Kisah Srikanth Bolla, CEO Tunanetra Dulu Diremehkan Kini Punya Perusahaan Hampir Rp1 Triliun

Agregasi BBC Indonesia, Jurnalis
Selasa 25 Januari 2022 14:20 WIB
CEO Tunanetra (Foto: Okezone/Shutterstock)
Share :

Setelah permohonannya mendapat perhatian, Srikanth mendengar desas-desus bahwa sebuah sekolah umum di Hyderabad, yaitu Chinmaya Vidyalaya yang beroperasi di bawah badan pendidikan yang berbeda menawarkan sains dan matematika kepada siswa tunanetra.

Sekolah itu menawarkan tempat untuknya bila dia tertarik. Srikanth pun tidak menyia-nyiakan tawaran itu.

Dia adalah satu-satunya siswa tunanetra di kelasnya, tetapi mengatakan "mereka menyambut saya dengan tangan terbuka," katanya

"Guru kelas saya sangat ramah. Dia melakukan segalanya untuk membantu saya. Dia sampai belajar cara menggambar diagram taktil," lanjutnya.
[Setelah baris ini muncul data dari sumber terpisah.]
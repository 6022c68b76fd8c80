//! HTTP Basic authentication method.
//!
//! Credentials come from `Authorization: Basic <base64(user:password)>` and
//! are verified by one of two strategies:
//!
//! - **local** (default): the listener's statically configured `users` map,
//!   comparing `salted_hash(password, username)` with the stored hash;
//! - **shared store**: a [`UserVerifier`] owning the authoritative store,
//!   selected by `hashed-password` (the client sends the salted hash) or
//!   `shared-store` (the client sends the plaintext).
//!
//! A request without Basic credentials is declined so other methods can
//! look at it. Present but wrong credentials are rejected with an error that
//! does not tell an unknown user from a bad password.

use std::collections::HashMap;
use std::sync::Arc;

use arc_swap::ArcSwapOption;
use async_trait::async_trait;
use gatehouse_config::UserDef;
use http::HeaderMap;
use serde::Deserialize;
use tracing::{debug, info};

use crate::credentials::BasicCredentials;
use crate::error::AuthError;
use crate::hash::verify_salted;
use crate::identity::Identity;
use crate::options::{AuthOptions, ListenerAuth};
use crate::result::{Challenge, Verdict, Verification};
use crate::traits::{AuthHandler, UserVerifier};

/// Registration name of the Basic method.
pub const METHOD: &str = "basic";
/// Scheme advertised in `WWW-Authenticate`.
pub const SCHEME: &str = "Basic";

/// Options of the Basic method.
///
/// ```toml
/// options = { hashed-password = true }
/// ```
#[derive(Debug, Clone, Default, PartialEq, Eq, Deserialize)]
#[serde(rename_all = "kebab-case", deny_unknown_fields)]
pub struct BasicOptions {
    /// The password in the request is already `salted_hash(password, username)`;
    /// verification goes to the shared store.
    #[serde(default)]
    pub hashed_password: bool,
    /// Verify plaintext passwords against the shared store instead of the
    /// listener's users.
    #[serde(default)]
    pub shared_store: bool,
}

impl BasicOptions {
    #[inline]
    fn uses_shared_store(&self) -> bool {
        self.hashed_password || self.shared_store
    }
}

impl AuthOptions for BasicOptions {}

/// Configuration snapshot installed by `init`.
#[derive(Debug)]
struct BasicState {
    score: i32,
    options: Arc<BasicOptions>,
    users: Arc<HashMap<String, UserDef>>,
}

/// The Basic authentication method.
pub struct BasicHandler {
    verifier: Arc<dyn UserVerifier>,
    state: ArcSwapOption<BasicState>,
}

impl BasicHandler {
    /// Create an unconfigured handler that uses `verifier` as the shared store.
    pub fn new(verifier: Arc<dyn UserVerifier>) -> Self {
        Self {
            verifier,
            state: ArcSwapOption::empty(),
        }
    }

    /// Build the state `init` publishes; `None` when the method is off for this listener.
    fn snapshot(listener: &ListenerAuth) -> Result<Option<Arc<BasicState>>, AuthError> {
        let Some(settings) = listener.enabled_method(METHOD) else {
            return Ok(None);
        };
        let Some(raw) = settings.options.as_ref() else {
            return Ok(None);
        };
        let options = raw
            .downcast::<BasicOptions>()
            .ok_or_else(|| AuthError::ConfigMismatch {
                method: METHOD.to_owned(),
                found: raw.type_name(),
                expected: std::any::type_name::<BasicOptions>(),
            })?;
        Ok(Some(Arc::new(BasicState {
            score: settings.score,
            options,
            users: Arc::clone(&listener.users),
        })))
    }

    async fn check_shared(
        &self,
        id: u64,
        creds: &BasicCredentials,
        options: &BasicOptions,
    ) -> Verdict {
        let user = creds.username();
        let verification = match self
            .verifier
            .verify(user, creds.password(), options.hashed_password)
            .await
        {
            Ok(v) => v,
            Err(err) => {
                info!(id, method = METHOD, user, reason = %err, "basic login error");
                return Verdict::Reject(err);
            }
        };
        match verification {
            Verification::Valid(found) => Verdict::Accept(Identity::new(
                METHOD,
                user,
                found.groups,
                found.extra,
            )),
            failed => {
                let reason = failed.failure_reason().unwrap_or("rejected");
                info!(id, method = METHOD, user, reason, "basic login error");
                Verdict::Reject(AuthError::invalid(user))
            }
        }
    }

    fn check_local(
        &self,
        id: u64,
        creds: &BasicCredentials,
        users: &HashMap<String, UserDef>,
    ) -> Verdict {
        let user = creds.username();
        let Some(def) = users.get(user) else {
            info!(id, method = METHOD, user, reason = "user not found", "basic login error");
            return Verdict::Reject(AuthError::invalid(user));
        };
        if !verify_salted(creds.password(), user, &def.password) {
            info!(id, method = METHOD, user, reason = "illegal password", "basic login error");
            return Verdict::Reject(AuthError::invalid(user));
        }
        Verdict::Accept(Identity::new(
            METHOD,
            user,
            def.groups.clone(),
            Default::default(),
        ))
    }
}

// Cannot derive Debug due to dyn UserVerifier
impl std::fmt::Debug for BasicHandler {
    fn fmt(&self, f: &mut std::fmt::Formatter<'_>) -> std::fmt::Result {
        f.debug_struct("BasicHandler")
            .field("state", &self.state.load_full())
            .finish_non_exhaustive()
    }
}

#[async_trait]
impl AuthHandler for BasicHandler {
    fn name(&self) -> &'static str {
        METHOD
    }

    fn init(&self, listener: &ListenerAuth) -> Result<(), AuthError> {
        let next = match Self::snapshot(listener) {
            Ok(next) => next,
            Err(err) => {
                self.state.store(None);
                return Err(err);
            }
        };
        if let Some(state) = &next {
            debug!(listener = %listener.name, method = METHOD, score = state.score, "method enabled");
        }
        // One store: a concurrent check sees either the old or the new state
        self.state.store(next);
        Ok(())
    }

    fn enabled(&self) -> bool {
        self.state.load().is_some()
    }

    fn score(&self) -> i32 {
        self.state.load_full().map_or(0, |s| s.score)
    }

    fn www_auth_header(&self) -> Challenge {
        Challenge {
            scheme: SCHEME,
            with_realm: true,
        }
    }

    async fn check(&self, id: u64, _prefix: &str, path: &str, headers: &HeaderMap) -> Verdict {
        let Some(state) = self.state.load_full() else {
            return Verdict::Decline;
        };
        let Some(creds) = BasicCredentials::from_headers(headers) else {
            debug!(id, path, "no basic credentials");
            return Verdict::Decline;
        };

        if state.options.uses_shared_store() {
            self.check_shared(id, &creds, &state.options).await
        } else {
            self.check_local(id, &creds, &state.users)
        }
    }
}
Diagram taktil dapat, misalnya, dibuat menggunakan film tipis di atas tikar karet.

Ketika gambar dibuat di atasnya dengan biro atau pensil, muncul garis terangkat yang dapat Anda rasakan.
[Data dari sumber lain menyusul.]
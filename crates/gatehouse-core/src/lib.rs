//! Core constants shared across gatehouse crates.
//!
//! This crate provides:
//! - Default configuration values
//! - Error kind labels for metrics/logging
//! - Common project metadata

pub mod defaults;
pub mod errors;

// Re-export commonly used items at crate root
pub use defaults::*;
pub use errors::*;

/// Project name.
pub const PROJECT_NAME: &str = "gatehouse";
/// Project version (from Cargo.toml).
pub const VERSION: &str = env!("CARGO_PKG_VERSION");
//! Default configuration values.
//!
//! Centralized default constants for use across all crates.

// ============================================================================
// Listener Defaults
// ============================================================================

/// Default realm advertised in `WWW-Authenticate` challenges.
pub const DEFAULT_REALM: &str = "gatehouse";
/// Default score for a configured method.
pub const DEFAULT_METHOD_SCORE: i32 = 0;
/// Methods are disabled unless a config entry turns them on.
pub const DEFAULT_METHOD_ENABLED: bool = false;

// ============================================================================
// Credential Defaults
// ============================================================================

/// Length of a hex-encoded salted password hash (SHA-512 = 64 bytes).
pub const PASSWORD_HASH_HEX_LEN: usize = 128;

// ============================================================================
// Shared Store Defaults
// ============================================================================

/// Default request timeout for a remote verification service, in seconds.
pub const DEFAULT_STORE_TIMEOUT_SECS: u64 = 5;

// ============================================================================
// Logging Defaults
// ============================================================================

/// Default log level.
pub const DEFAULT_LOG_LEVEL: &str = "info";
/// Accepted log formats.
pub const LOG_FORMATS: [&str; 3] = ["json", "pretty", "compact"];
/// Accepted log outputs.
pub const LOG_OUTPUTS: [&str; 2] = ["stdout", "stderr"];
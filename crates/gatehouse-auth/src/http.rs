//! HTTP user verification backend.
//!
//! Calls a remote user service that owns the authoritative credential store.
//! Supports JSON (default) and bincode serialization via [`StoreCodec`].
//!
//! # Example
//!
//! ```no_run
//! use gatehouse_auth::http::HttpVerifier;
//! use gatehouse_config::StoreCodec;
//!
//! let store = HttpVerifier::new("https://users.example.internal", StoreCodec::Json, Some("node-token".into()));
//! ```

use std::time::Duration;

use async_trait::async_trait;
use gatehouse_config::{StoreCodec, StoreConfig};
use reqwest::Client;
use serde::{Deserialize, Serialize};

use crate::{AuthError, StoreUser, UserVerifier, Verification};

/// Verification backend that delegates to a remote user service.
#[derive(Debug)]
pub struct HttpVerifier {
    client: Client,
    verify_url: String,
    codec: StoreCodec,
    node_token: Option<String>,
}

impl HttpVerifier {
    /// Create a new HTTP verifier.
    ///
    /// `base_url` is the service URL; requests go to `{base_url}/verify`.
    /// `node_token` is sent as a Bearer token when set.
    pub fn new(base_url: impl Into<String>, codec: StoreCodec, node_token: Option<String>) -> Self {
        Self::with_client(Client::new(), base_url, codec, node_token)
    }

    /// Create with a custom reqwest [`Client`] (for timeouts, proxies, etc.).
    pub fn with_client(
        client: Client,
        base_url: impl Into<String>,
        codec: StoreCodec,
        node_token: Option<String>,
    ) -> Self {
        let base = base_url.into();
        let base = base.trim_end_matches('/');
        Self {
            client,
            verify_url: format!("{base}/verify"),
            codec,
            node_token,
        }
    }

    /// Build from the `[store]` section. Returns `Ok(None)` when no URL is configured.
    pub fn from_config(config: &StoreConfig) -> Result<Option<Self>, AuthError> {
        let Some(url) = config.http_url.as_deref() else {
            return Ok(None);
        };
        let client = Client::builder()
            .timeout(Duration::from_secs(config.timeout_secs))
            .build()
            .map_err(AuthError::backend)?;
        Ok(Some(Self::with_client(
            client,
            url,
            config.codec,
            config.node_token.clone(),
        )))
    }

    /// Send a request and decode the response.
    async fn request<Req: Serialize, Resp: for<'de> Deserialize<'de>>(
        &self,
        body: &Req,
    ) -> Result<Resp, AuthError> {
        let mut req = self.client.post(&self.verify_url);
        if let Some(ref token) = self.node_token {
            req = req.bearer_auth(token);
        }
        let resp = match self.codec {
            StoreCodec::Bincode => {
                let bytes = bincode::serialize(body).map_err(AuthError::backend)?;
                req.header("Content-Type", "application/octet-stream")
                    .body(bytes)
                    .send()
                    .await
                    .map_err(AuthError::backend)?
            }
            StoreCodec::Json => req.json(body).send().await.map_err(AuthError::backend)?,
        };

        if !resp.status().is_success() {
            return Err(AuthError::Backend(format!(
                "HTTP {}",
                resp.status().as_u16()
            )));
        }

        match self.codec {
            StoreCodec::Bincode => {
                let bytes = resp.bytes().await.map_err(AuthError::backend)?;
                bincode::deserialize(&bytes).map_err(AuthError::backend)
            }
            StoreCodec::Json => resp.json().await.map_err(AuthError::backend),
        }
    }
}

#[async_trait]
impl UserVerifier for HttpVerifier {
    async fn verify(
        &self,
        username: &str,
        password: &str,
        hashed: bool,
    ) -> Result<Verification, AuthError> {
        let req = wire::VerifyRequest {
            username,
            password,
            hashed,
        };
        let result: Result<wire::Verification, wire::StoreError> = self.request(&req).await?;
        result.map(Into::into).map_err(Into::into)
    }
}

// ── Wire types (must match the user service exactly) ──────────────

#[allow(missing_debug_implementations)]
mod wire {
    use serde::{Deserialize, Serialize};

    #[derive(Serialize)]
    pub struct VerifyRequest<'a> {
        pub username: &'a str,
        pub password: &'a str,
        pub hashed: bool,
    }

    #[derive(Serialize, Deserialize)]
    pub enum Verification {
        Valid {
            user: String,
            groups: Vec<String>,
            extra: Vec<(String, String)>,
        },
        UnknownUser,
        BadPassword,
    }

    #[derive(Serialize, Deserialize)]
    pub enum StoreError {
        Backend(String),
        Unavailable,
    }
}

// ── Wire ↔ core conversions ───────────────────────────────────────

impl From<wire::Verification> for Verification {
    fn from(w: wire::Verification) -> Self {
        match w {
            wire::Verification::Valid {
                user,
                groups,
                extra,
            } => Verification::Valid(StoreUser {
                user,
                groups: groups.into_iter().collect(),
                extra: extra.into_iter().collect(),
            }),
            wire::Verification::UnknownUser => Verification::UnknownUser,
            wire::Verification::BadPassword => Verification::BadPassword,
        }
    }
}

impl From<wire::StoreError> for AuthError {
    fn from(w: wire::StoreError) -> Self {
        match w {
            wire::StoreError::Backend(s) => Self::Backend(s),
            wire::StoreError::Unavailable => Self::Backend("user service unavailable".into()),
        }
    }
}
//! Configuration loading, validation and CLI overrides for gatehouse.
//!
//! A config file holds one or more listeners, each with its own set of
//! authentication methods and statically configured users, plus the
//! shared user store and logging settings.
//!
//! ```toml
//! [[listeners]]
//! name = "api"
//! realm = "internal"
//!
//! [listeners.auth.methods.basic]
//! enabled = true
//! score = 10
//!
//! [listeners.auth.users.alice]
//! password = "<salted hash>"
//! groups = ["admin"]
//! ```

mod cli;
mod defaults;
mod loader;
mod types;
mod validate;

pub use cli::{CliOverrides, apply_overrides};
pub use loader::{ConfigError, load_config};
pub use types::*;
pub use validate::validate_config;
Enam bulan kemudian ada berita dari pengadilan, Srikanth telah memenangkan kasusnya. Pengadilan telah memutuskan siswa tunanetra bisa belajar sains dan matematika di semua sekolah negeri di Andhra Pradesh.

"Saya sangat gembira. Saya mendapat kesempatan pertama untuk membuktikan kepada dunia bahwa saya bisa melakukannya dan generasi muda tidak perlu khawatir tentang mengajukan kasus dan berjuang melalui pengadilan," katanya.
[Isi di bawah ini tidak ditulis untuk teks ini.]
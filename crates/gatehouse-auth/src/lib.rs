//! Pluggable HTTP authentication for gatehouse.
//!
//! Each listener runs a chain of authentication methods. Every method
//! answers a request with a [`Verdict`]: accept with an [`Identity`],
//! decline so the next method can look, or reject with an [`AuthError`].
//! The [`Dispatcher`] tries enabled methods in descending score order and
//! merges their `WWW-Authenticate` challenges.
//!
//! Methods are listed in an explicit [`Registry`]; the stock one contains
//! HTTP Basic ([`BasicHandler`]). [`AuthRuntime`] holds the dispatchers of
//! every listener in a config and swaps them on reload.
//!
//! # Example
//!
//! ```
//! use std::sync::Arc;
//!
//! use gatehouse_auth::{BasicCredentials, Dispatcher, MemoryVerifier, Registry, salted_hash};
//! use gatehouse_config::{AuthMethodConfig, ListenerConfig, UserDef};
//! use http::{HeaderMap, header::AUTHORIZATION};
//!
//! # async fn example() -> Result<(), gatehouse_auth::AuthError> {
//! let mut listener = ListenerConfig {
//!     name: "api".into(),
//!     realm: "internal".into(),
//!     auth: Default::default(),
//! };
//! listener.auth.methods.insert(
//!     "basic".into(),
//!     AuthMethodConfig { enabled: true, ..Default::default() },
//! );
//! listener.auth.users.insert(
//!     "alice".into(),
//!     UserDef { password: salted_hash("s3cret", "alice"), groups: Default::default() },
//! );
//!
//! let registry = Registry::with_basic(Arc::new(MemoryVerifier::new()));
//! let dispatcher = Dispatcher::new(&registry);
//! dispatcher.init(&registry.prepare(&listener)?)?;
//!
//! let mut headers = HeaderMap::new();
//! let value = BasicCredentials::header_value("alice", "s3cret");
//! headers.insert(AUTHORIZATION, value.parse().unwrap());
//!
//! let outcome = dispatcher.authenticate(1, "/", "/", &headers).await;
//! assert_eq!(outcome.identity().map(|i| i.user()), Some("alice"));
//! # Ok(())
//! # }
//! ```

mod basic;
mod credentials;
mod dispatcher;
mod error;
mod hash;
mod identity;
mod memory;
mod options;
mod registry;
mod reloadable;
mod result;
mod runtime;
mod traits;

#[cfg(feature = "http")]
pub mod http;

#[cfg(feature = "cli")]
pub mod cli;

pub use basic::{BasicHandler, BasicOptions};
pub use credentials::BasicCredentials;
pub use dispatcher::{Dispatcher, Outcome};
pub use error::AuthError;
pub use hash::{matches_hash, salted_hash, verify_salted};
pub use identity::Identity;
pub use memory::MemoryVerifier;
pub use options::{AuthOptions, ListenerAuth, MethodOptions, MethodSettings};
pub use registry::Registry;
pub use reloadable::ReloadableVerifier;
pub use result::{Challenge, StoreUser, Verdict, Verification};
pub use runtime::AuthRuntime;
pub use traits::{AuthHandler, UserVerifier};

#[cfg(feature = "cli")]
pub use cli::AuthArgs;
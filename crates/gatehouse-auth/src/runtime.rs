//! Authentication state for a whole config: the shared user store plus one
//! dispatcher per listener, swappable as a unit on config reload.

use std::collections::HashMap;
use std::sync::Arc;

use arc_swap::ArcSwap;
use gatehouse_config::{Config, StoreConfig, validate_config};
use tracing::{info, warn};

use crate::dispatcher::Dispatcher;
use crate::error::AuthError;
use crate::memory::MemoryVerifier;
use crate::registry::Registry;
use crate::reloadable::ReloadableVerifier;
use crate::traits::UserVerifier;

type Listeners = HashMap<String, Arc<Dispatcher>>;

/// Live authentication state built from a [`Config`].
///
/// Shared-store logins go through one [`ReloadableVerifier`]; every listener
/// gets its own [`Dispatcher`]. [`reload`](Self::reload) builds the complete
/// new state before publishing any of it, so a bad config leaves the running
/// one untouched.
pub struct AuthRuntime {
    registry: Registry,
    store: Arc<ReloadableVerifier>,
    listeners: ArcSwap<Listeners>,
}

impl AuthRuntime {
    /// Build with the stock registry (HTTP Basic).
    pub fn from_config(config: &Config) -> Result<Self, AuthError> {
        Self::with_registry(config, Registry::with_basic)
    }

    /// Build with a custom registry. `registry` receives the shared store that
    /// store-backed methods should verify against.
    pub fn with_registry<F>(config: &Config, registry: F) -> Result<Self, AuthError>
    where
        F: FnOnce(Arc<dyn UserVerifier>) -> Registry,
    {
        check(config)?;
        let store = Arc::new(ReloadableVerifier::from_arc(build_store(&config.store)?));
        let registry = registry(Arc::clone(&store) as Arc<dyn UserVerifier>);
        let listeners = build_listeners(&registry, config)?;
        info!(listeners = listeners.len(), "authentication runtime ready");
        Ok(Self {
            registry,
            store,
            listeners: ArcSwap::from_pointee(listeners),
        })
    }

    /// Apply a new config: swap the user store and re-initialize every
    /// listener's chain.
    ///
    /// A listener removed from the config stops resolving. Requests already
    /// running keep the dispatcher they resolved.
    pub fn reload(&self, config: &Config) -> Result<(), AuthError> {
        let prepared = check(config).and_then(|()| {
            let store = build_store(&config.store)?;
            let listeners = build_listeners(&self.registry, config)?;
            Ok((store, listeners))
        });
        let (store, listeners) = match prepared {
            Ok(next) => next,
            Err(err) => {
                warn!(error = %err, "config reload failed, keeping current authentication");
                return Err(err);
            }
        };

        self.store.reload_arc(store);
        let count = listeners.len();
        self.listeners.store(Arc::new(listeners));
        info!(listeners = count, "authentication config reloaded");
        Ok(())
    }

    /// Dispatcher of the named listener.
    pub fn dispatcher(&self, listener: &str) -> Option<Arc<Dispatcher>> {
        self.listeners.load().get(listener).cloned()
    }

    /// Configured listener names, sorted.
    pub fn listeners(&self) -> Vec<String> {
        let mut names: Vec<String> = self.listeners.load().keys().cloned().collect();
        names.sort_unstable();
        names
    }

    /// The shared store behind store-backed logins.
    pub fn store(&self) -> Arc<dyn UserVerifier> {
        Arc::clone(&self.store) as Arc<dyn UserVerifier>
    }
}

impl std::fmt::Debug for AuthRuntime {
    fn fmt(&self, f: &mut std::fmt::Formatter<'_>) -> std::fmt::Result {
        f.debug_struct("AuthRuntime")
            .field("registry", &self.registry)
            .field("listeners", &self.listeners())
            .finish_non_exhaustive()
    }
}

fn check(config: &Config) -> Result<(), AuthError> {
    validate_config(config).map_err(|e| AuthError::Config(e.to_string()))
}

/// The remote user service if `http_url` is set, otherwise `store.users`.
fn build_store(config: &StoreConfig) -> Result<Arc<dyn UserVerifier>, AuthError> {
    #[cfg(feature = "http")]
    {
        if let Some(remote) = crate::http::HttpVerifier::from_config(config)? {
            return Ok(Arc::new(remote));
        }
    }
    #[cfg(not(feature = "http"))]
    {
        if config.http_url.is_some() {
            return Err(AuthError::Config(
                "store.http_url needs the \"http\" feature".into(),
            ));
        }
    }
    Ok(Arc::new(MemoryVerifier::from_users(config.users.clone())))
}

fn build_listeners(registry: &Registry, config: &Config) -> Result<Listeners, AuthError> {
    let mut listeners = HashMap::with_capacity(config.listeners.len());
    for listener in &config.listeners {
        let dispatcher = Dispatcher::new(registry);
        dispatcher.init(&registry.prepare(listener)?)?;
        listeners.insert(listener.name.clone(), Arc::new(dispatcher));
    }
    Ok(listeners)
}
Ditolak ikut pelatihan ujian masuk kampus bergengsi

Srikanth segera kembali ke sekolah negeri dan belajar matematika dan sains yang dicintainya, dengan rata-rata meraih nilai 98% dalam ujiannya. Dia berencana mendaftar ke perguruan tinggi teknik bergengsi India yang dikenal sebagai IIT (Institut Teknologi India).

Persaingannya ketat dan para siswa sering ikut pelatihan intensif sebelum ujian masuk - tetapi tidak ada sekolah pelatihan yang mau menerima Srikanth.

"Saya diberitahu oleh lembaga pelatihan terkemuka bahwa beban kursusnya akan seperti hujan lebat pada pohon kecil," katanya, saat menjelaskan bahwa mereka menganggap dia tidak akan memenuhi standar akademik.

"Tapi saya tidak menyesal. Jika IIT tidak menginginkan saya, saya juga tidak menginginkan IIT," kata Srikanth.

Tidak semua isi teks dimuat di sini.